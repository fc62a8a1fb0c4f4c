use gate_catalog::{Error, HttpCatalog, ProductCatalog, filter_by_price_range};
use pretty_assertions::assert_eq;
use serde_json::json;
use url::Url;
use wiremock::matchers::{method, path};
use wiremock::{Mock, MockServer, ResponseTemplate};

fn products_body() -> serde_json::Value {
    json!({
        "products": [
            {"id": 1, "title": "Essence Mascara", "price": 9.99, "stock": 99, "category": "beauty"},
            {"id": 2, "title": "Eyeshadow Palette", "price": 19.99, "stock": 34, "category": "beauty"},
            {"id": 3, "title": "Powder Canister", "price": 14.99, "stock": 0, "category": "beauty"}
        ],
        "total": 194,
        "skip": 0,
        "limit": 3
    })
}

async fn catalog_for(server: &MockServer) -> HttpCatalog {
    HttpCatalog::new(&Url::parse(&server.uri()).unwrap()).unwrap()
}

#[tokio::test]
async fn fetches_product_page() {
    let server = MockServer::start().await;
    Mock::given(method("GET"))
        .and(path("/products"))
        .respond_with(ResponseTemplate::new(200).set_body_json(products_body()))
        .expect(1)
        .mount(&server)
        .await;

    let page = catalog_for(&server).await.fetch_all().await.unwrap();
    assert_eq!(page.products.len(), 3);
    assert_eq!(page.total, Some(194));
    assert_eq!(page.products[0].extra["category"], "beauty");

    let mid = filter_by_price_range(&page.products, 10.0, 15.0);
    assert_eq!(mid.len(), 1);
    assert_eq!(mid[0].id, 3);
}

#[tokio::test]
async fn non_success_status_is_an_error() {
    let server = MockServer::start().await;
    Mock::given(method("GET"))
        .and(path("/products"))
        .respond_with(ResponseTemplate::new(503))
        .mount(&server)
        .await;

    let err = catalog_for(&server).await.fetch_all().await.unwrap_err();
    match err {
        Error::Status { status, url } => {
            assert_eq!(status, 503);
            assert!(url.ends_with("/products"));
        }
        other => panic!("expected status error, got {other:?}"),
    }
}

#[tokio::test]
async fn malformed_body_is_an_error() {
    let server = MockServer::start().await;
    Mock::given(method("GET"))
        .and(path("/products"))
        .respond_with(ResponseTemplate::new(200).set_body_string("not json"))
        .mount(&server)
        .await;

    let err = catalog_for(&server).await.fetch_all().await.unwrap_err();
    assert!(matches!(err, Error::Http(_)));
}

_ _ _ _

Return each line of the listing that holds the word "wiremock".

EXERCISE RESPONSE:
use wiremock::matchers::{method, path};
use wiremock::{Mock, MockServer, ResponseTemplate};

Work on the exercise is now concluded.